Abstract
Purpose :
ATF6 encodes a transcription factor that is activated during the Unfolded Protein Response to protect cells from ER stress. Loss of function ATF6a mutations have been identified in patients with heritable photoreceptor diseases including achromatopsia (ACHM) and cone-rod dystrophy (CORD). Patients carrying mutant ATF6a alleles have foveal hypoplasia, abrogated cone photoreceptor function, and severely impaired vision from infancy. These phenotypes implicate an essential role for ATF6 during foveal and cone photoreceptor development. Here, we investigated the functional role of ATF6 during rod and cone photoreceptor development using ATF6 deficient patient iPSC cells.
Methods :
3D retinal organoids generated from ATF6 knock-out human embryonic stem cells (hESCs) and ATF6 mutant patient derived induced pluripotent stem cells (iPSCs) were created to investigate the functional role of ATF6 during early rod and cone differentiation.
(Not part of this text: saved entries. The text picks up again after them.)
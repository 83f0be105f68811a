pub mod builtins;
pub mod engine;
pub mod function;
pub mod labels;
mod operators;
pub mod registry;

pub use engine::{Engine, ValueGrid};
pub use function::{Function, FunctionContext};
pub use labels::{LabelDef, LabelSnapshot, index_labels};
pub use registry::{FunctionRegistry, default_registry};

// Re-export the types evaluation consumes and produces
pub use pipesheet_common::{CalcError, CalcErrorKind, Value};
pub use pipesheet_parse::{Cell, CellGrid, Expr};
Electron microscopy combined with OCT embedded; cryosectioned and immunohistological analysis of retinal organoids was used to visualize rod and cones at different developmental stages. RNAseq analysis was performed to determine changes in the transcriptional network in the retinal organoids in presence and absence of functional ATF6.
Results :
We discovered that loss of ATF6 function affects early differentiation events by suppressing loss of pluripotency and increasing the expression of early eye development markers, such as PAX6, SIX3 and RX. Microscopic analysis confirmed the presence of rod and cone photoreceptors in ATF6 wild-type retinal organoids. Interestingly, retinal organoids derived from ATF6 knockout hESCs and ATF6 mutant patient iPSCs both showed no development of cone photoreceptors cells in all retinal organoids (up to 290 days of age). By contrast, rod photoreceptor cells, inner limiting membrane, as well as the rod outer and inner segments developed equally well in all retinal organoids. RNAseq analysis revealed the lack of functional ATF6 by significant disruption of the ATF6 transcriptional program.
Conclusions :
Our findings show that the cellular mechanism for ACHM and CORD in patients carrying ATF6 mutant alleles is a selective failure to form cone photoreceptors during retinal development while rods appear to be spared. We propose that foveal hypoplasia may emerge as a consequence of a developmental change from cone to rod-dominant retina.
This abstract was presented at the 2019 ARVO Annual Meeting, held in Vancouver, Canada, April 28 - May 2, 2019.